> _TASK TO CARRY OUT_
Lines to return, exactly: from the line with "let channel = |i: usize|" to the line with "pub fn load(path: &Path) -> Result<Self>" in the entries below, both included.

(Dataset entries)
+---+

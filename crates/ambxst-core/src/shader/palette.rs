use serde::{Deserialize, Deserializer, Serialize};
use std::path::Path;

use crate::error::{Error, Result};

/// A palette entry with channels in 0.0..=1.0 (not enforced)
#[derive(Debug, Clone, Copy, Default, PartialEq, Serialize)]
pub struct PaletteColor {
    pub r: f64,
    pub g: f64,
    pub b: f64,
}

impl PaletteColor {
    pub const fn new(r: f64, g: f64, b: f64) -> Self {
        Self { r, g, b }
    }

    /// Parse `#rrggbb` (the leading `#` is optional)
    pub fn from_hex(hex: &str) -> Result<Self> {
        let digits = hex.trim().trim_start_matches('#');
        if digits.len() != 6 || !digits.chars().all(|c| c.is_ascii_hexdigit()) {
            return Err(Error::InvalidColor(hex.to_string()));
        }

        let channel = |i: usize| {
            u8::from_str_radix(&digits[i..i + 2], 16)
                .map(|v| f64::from(v) / 255.0)
                .map_err(|_| Error::InvalidColor(hex.to_string()))
        };

        Ok(Self::new(channel(0)?, channel(2)?, channel(4)?))
    }

    pub fn to_array(self) -> [f64; 3] {
        [self.r, self.g, self.b]
    }
}

/// Accepted spellings of a palette entry in JSON
#[derive(Deserialize)]
#[serde(untagged)]
enum RawColor {
    Hex(String),
    Channels {
        #[serde(default)]
        r: f64,
        #[serde(default)]
        g: f64,
        #[serde(default)]
        b: f64,
    },
}

impl<'de> Deserialize<'de> for PaletteColor {
    fn deserialize<D: Deserializer<'de>>(deserializer: D) -> std::result::Result<Self, D::Error> {
        match RawColor::deserialize(deserializer)? {
            RawColor::Hex(hex) => PaletteColor::from_hex(&hex).map_err(serde::de::Error::custom),
            RawColor::Channels { r, g, b } => Ok(PaletteColor::new(r, g, b)),
        }
    }
}

/// Ordered palette, consumed once per shader generation
#[derive(Debug, Clone, Default, PartialEq, Serialize, Deserialize)]
#[serde(transparent)]
pub struct Palette(pub Vec<PaletteColor>);

impl Palette {
    pub fn from_json(data: &str) -> Result<Self> {
        serde_json::from_str(data).map_err(|source| Error::Parse {
            what: "palette",
            source,
        })
    }

    pub fn load(path: &Path) -> Result<Self> {
        let data = std::fs::read_to_string(path).map_err(|e| Error::io(path, e))?;
        Self::from_json(&data)
    }

    pub fn colors(&self) -> &[PaletteColor] {
        &self.0
    }

    pub fn len(&self) -> usize {
        self.0.len()
    }

    pub fn is_empty(&self) -> bool {
        self.0.is_empty()
    }
}

impl FromIterator<PaletteColor> for Palette {
    fn from_iter<I: IntoIterator<Item = PaletteColor>>(iter: I) -> Self {
        Palette(iter.into_iter().collect())
    }
}
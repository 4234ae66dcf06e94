//! Wallpaper media helpers: thumbnail cache and lockscreen frames.
//!
//! The heavy lifting is done by `ffmpeg` and ImageMagick's `convert`.

mod lockscreen;
mod media;
mod process;
mod thumbnails;

pub use lockscreen::{LockscreenFrame, LockscreenOutcome};
pub use media::MediaKind;
pub use thumbnails::{
    default_workers, generate_thumbnails, ThumbnailCache, ThumbnailJob, ThumbnailReport,
    WallpaperConfig,
};
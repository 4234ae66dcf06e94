use chrono::{DateTime, Local, TimeDelta, TimeZone};
use std::fmt;

const MINUTE_MS: i64 = 60_000;
const HOUR_MS: i64 = 3_600_000;
const DAY_MS: i64 = 86_400_000;

/// Format a notification timestamp (milliseconds since the Unix epoch)
/// relative to now, using the local calendar.
///
/// Absent or zero timestamps format as an empty string.
pub fn format_relative_time(timestamp_ms: Option<i64>) -> String {
    let Some(ms) = timestamp_ms.filter(|ms| *ms != 0) else {
        return String::new();
    };
    let Some(then) = Local.timestamp_millis_opt(ms).earliest() else {
        return String::new();
    };
    relative_time_between(&then, &Local::now())
}

/// Relative label for `then` as seen at `now`.
///
/// Calendar comparisons happen in the time zone of the arguments.
pub fn relative_time_between<Tz>(then: &DateTime<Tz>, now: &DateTime<Tz>) -> String
where
    Tz: TimeZone,
    Tz::Offset: fmt::Display,
{
    let diff_ms = now.timestamp_millis() - then.timestamp_millis();

    if diff_ms < MINUTE_MS {
        return "Now".to_string();
    }

    if then.date_naive() == now.date_naive() {
        let hours = diff_ms / HOUR_MS;
        return if hours > 0 {
            format!("{}h", hours)
        } else {
            format!("{}m", diff_ms / MINUTE_MS)
        };
    }

    let days = diff_ms / DAY_MS;
    if days > 0 {
        return format!("{}d", days);
    }

    // Previous calendar day but less than 24h old
    let day_before = now.clone() - TimeDelta::milliseconds(DAY_MS);
    if then.date_naive() == day_before.date_naive() {
        return "Yesterday".to_string();
    }

    then.format("%B %d").to_string()
}
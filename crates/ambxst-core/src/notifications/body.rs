/// App names whose notifications carry a leading source-link paragraph
pub const CHROMIUM_BROWSERS: &[&str] = &[
    "brave",
    "chrome",
    "chromium",
    "vivaldi",
    "opera",
    "microsoft edge",
];

const PARAGRAPH_BREAK: &str = "\n\n";

/// Strip the `<a href=...>` source paragraph Chromium-based browsers put in
/// front of web notifications. Other bodies come back unchanged, line breaks
/// included.
pub fn clean_notification_body(body: Option<&str>, app_name: Option<&str>) -> String {
    let body = match body {
        Some(body) if !body.is_empty() => body,
        _ => return String::new(),
    };

    if app_name.is_some_and(is_chromium_browser) {
        let paragraphs: Vec<&str> = body.split(PARAGRAPH_BREAK).collect();
        if paragraphs.len() > 1 && paragraphs[0].starts_with("<a") {
            return paragraphs[1..].join(PARAGRAPH_BREAK);
        }
    }

    body.to_string()
}

fn is_chromium_browser(app_name: &str) -> bool {
    let app = app_name.to_lowercase();
    CHROMIUM_BROWSERS.iter().any(|name| app.contains(name))
}
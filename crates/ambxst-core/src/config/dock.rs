use compact_str::CompactString;
use serde::{Deserialize, Serialize};
use std::path::Path;
use tracing::{debug, info, warn};

use super::AppMatcher;
use crate::error::{Error, Result};

/// Screen edge the dock is anchored to
#[derive(Debug, Clone, Copy, PartialEq, Eq, Default, Serialize, Deserialize)]
#[serde(rename_all = "lowercase")]
pub enum DockPosition {
    Top,
    #[default]
    Bottom,
    Left,
    Right,
}

impl DockPosition {
    pub fn is_vertical(&self) -> bool {
        matches!(self, DockPosition::Left | DockPosition::Right)
    }

    pub fn as_str(&self) -> &'static str {
        match self {
            DockPosition::Top => "top",
            DockPosition::Bottom => "bottom",
            DockPosition::Left => "left",
            DockPosition::Right => "right",
        }
    }
}

/// Dock configuration (dock.json).
///
/// `DockConfig::default()` is the built-in default set. A user file is
/// overlaid on it key by key: anything the file leaves out keeps its default.
#[derive(Debug, Clone, PartialEq, Serialize, Deserialize)]
#[serde(default, rename_all = "camelCase")]
pub struct DockConfig {
    pub enabled: bool,
    pub theme: String,
    pub position: DockPosition,
    pub height: i32,
    pub icon_size: i32,
    pub spacing: i32,
    pub margin: i32,
    pub hover_region_height: i32,
    pub pinned_on_startup: bool,
    pub hover_to_reveal: bool,

    // Only present in one of the two historical default sets
    #[serde(skip_serializing_if = "Option::is_none")]
    pub monochrome_icons: Option<bool>,
    #[serde(skip_serializing_if = "Option::is_none")]
    pub available_on_fullscreen: Option<bool>,

    pub show_running_indicators: bool,
    pub show_pin_button: bool,
    pub show_overview_button: bool,

    /// App ids in pin order
    pub pinned_apps: Vec<CompactString>,
    /// Checked in order; the first match wins
    pub ignored_app_regexes: Vec<String>,
    /// Empty means every screen
    pub screen_list: Vec<String>,
}

impl Default for DockConfig {
    fn default() -> Self {
        Self {
            enabled: false,
            theme: "default".to_string(),
            position: DockPosition::Bottom,
            height: 56,
            icon_size: 40,
            spacing: 4,
            margin: 8,
            hover_region_height: 4,
            pinned_on_startup: false,
            hover_to_reveal: true,
            monochrome_icons: Some(false),
            available_on_fullscreen: None,
            show_running_indicators: true,
            show_pin_button: true,
            show_overview_button: true,
            pinned_apps: vec![
                "org.gnome.Nautilus".into(),
                "firefox".into(),
                "kitty".into(),
            ],
            ignored_app_regexes: vec![
                "quickshell.*".to_string(),
                "xdg-desktop-portal.*".to_string(),
            ],
            screen_list: Vec::new(),
        }
    }
}

impl DockConfig {
    /// Parse a user override document on top of the defaults
    pub fn from_json(data: &str) -> Result<Self> {
        serde_json::from_str(data).map_err(|source| Error::Parse {
            what: "dock config",
            source,
        })
    }

    /// Read and overlay a dock config file, reporting every failure
    pub fn load_from(path: &Path) -> Result<Self> {
        let data = std::fs::read_to_string(path).map_err(|e| Error::io(path, e))?;
        Self::from_json(&data)
    }

    /// Read a dock config file, falling back to the defaults when it is
    /// missing or unreadable
    pub fn load(path: &Path) -> Self {
        match Self::load_from(path) {
            Ok(config) => {
                info!(
                    "Dock config loaded with {} pinned apps",
                    config.pinned_apps.len()
                );
                config
            }
            Err(Error::Io { source, .. }) if source.kind() == std::io::ErrorKind::NotFound => {
                debug!("No dock config at {:?}, using defaults", path);
                Self::default()
            }
            Err(e) => {
                warn!("Failed to load dock config: {}", e);
                Self::default()
            }
        }
    }

    pub fn save(&self, path: &Path) -> Result<()> {
        if let Some(dir) = path.parent() {
            std::fs::create_dir_all(dir).map_err(|e| Error::io(dir, e))?;
        }
        let data = serde_json::to_string_pretty(self).map_err(|source| Error::Serialize {
            what: "dock config",
            source,
        })?;
        std::fs::write(path, data).map_err(|e| Error::io(path, e))
    }

    pub fn monochrome_icons(&self) -> bool {
        self.monochrome_icons.unwrap_or(false)
    }

    pub fn available_on_fullscreen(&self) -> bool {
        self.available_on_fullscreen.unwrap_or(false)
    }

    pub fn is_pinned(&self, app_id: &str) -> bool {
        self.pin_index(app_id).is_some()
    }

    /// Position of an app in the pin order
    pub fn pin_index(&self, app_id: &str) -> Option<usize> {
        self.pinned_apps.iter().position(|id| id == app_id)
    }

    /// Compile `ignored_app_regexes` for matching window app ids
    pub fn ignored_app_matcher(&self) -> AppMatcher {
        AppMatcher::new(&self.ignored_app_regexes)
    }

    pub fn shows_on_screen(&self, screen: &str) -> bool {
        self.screen_list.is_empty() || self.screen_list.iter().any(|s| s == screen)
    }
}
use regex::Regex;
use tracing::warn;

/// Compiled `ignoredAppRegexes`, kept in configuration order
#[derive(Debug, Clone, Default)]
pub struct AppMatcher {
    patterns: Vec<Regex>,
}

impl AppMatcher {
    /// Compile patterns, skipping any that are not valid regexes
    pub fn new<S: AsRef<str>>(patterns: &[S]) -> Self {
        let patterns = patterns
            .iter()
            .filter_map(|p| match Regex::new(p.as_ref()) {
                Ok(re) => Some(re),
                Err(e) => {
                    warn!("Ignoring invalid app regex '{}': {}", p.as_ref(), e);
                    None
                }
            })
            .collect();

        Self { patterns }
    }

    pub fn is_ignored(&self, app_id: &str) -> bool {
        self.matching_pattern(app_id).is_some()
    }

    /// First pattern that matches anywhere in `app_id`
    pub fn matching_pattern(&self, app_id: &str) -> Option<&str> {
        self.patterns
            .iter()
            .find(|re| re.is_match(app_id))
            .map(|re| re.as_str())
    }

    pub fn len(&self) -> usize {
        self.patterns.len()
    }

    pub fn is_empty(&self) -> bool {
        self.patterns.is_empty()
    }
}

+---+

> _COMPLETED TASK_
        let channel = |i: usize| {
            u8::from_str_radix(&digits[i..i + 2], 16)
                .map(|v| f64::from(v) / 255.0)
                .map_err(|_| Error::InvalidColor(hex.to_string()))
        };

        Ok(Self::new(channel(0)?, channel(2)?, channel(4)?))
    }

    pub fn to_array(self) -> [f64; 3] {
        [self.r, self.g, self.b]
    }
}

/// Accepted spellings of a palette entry in JSON
#[derive(Deserialize)]
#[serde(untagged)]
enum RawColor {
    Hex(String),
    Channels {
        #[serde(default)]
        r: f64,
        #[serde(default)]
        g: f64,
        #[serde(default)]
        b: f64,
    },
}

impl<'de> Deserialize<'de> for PaletteColor {
    fn deserialize<D: Deserializer<'de>>(deserializer: D) -> std::result::Result<Self, D::Error> {
        match RawColor::deserialize(deserializer)? {
            RawColor::Hex(hex) => PaletteColor::from_hex(&hex).map_err(serde::de::Error::custom),
            RawColor::Channels { r, g, b } => Ok(PaletteColor::new(r, g, b)),
        }
    }
}

/// Ordered palette, consumed once per shader generation
#[derive(Debug, Clone, Default, PartialEq, Serialize, Deserialize)]
#[serde(transparent)]
pub struct Palette(pub Vec<PaletteColor>);

impl Palette {
    pub fn from_json(data: &str) -> Result<Self> {
        serde_json::from_str(data).map_err(|source| Error::Parse {
            what: "palette",
            source,
        })
    }

    pub fn load(path: &Path) -> Result<Self> {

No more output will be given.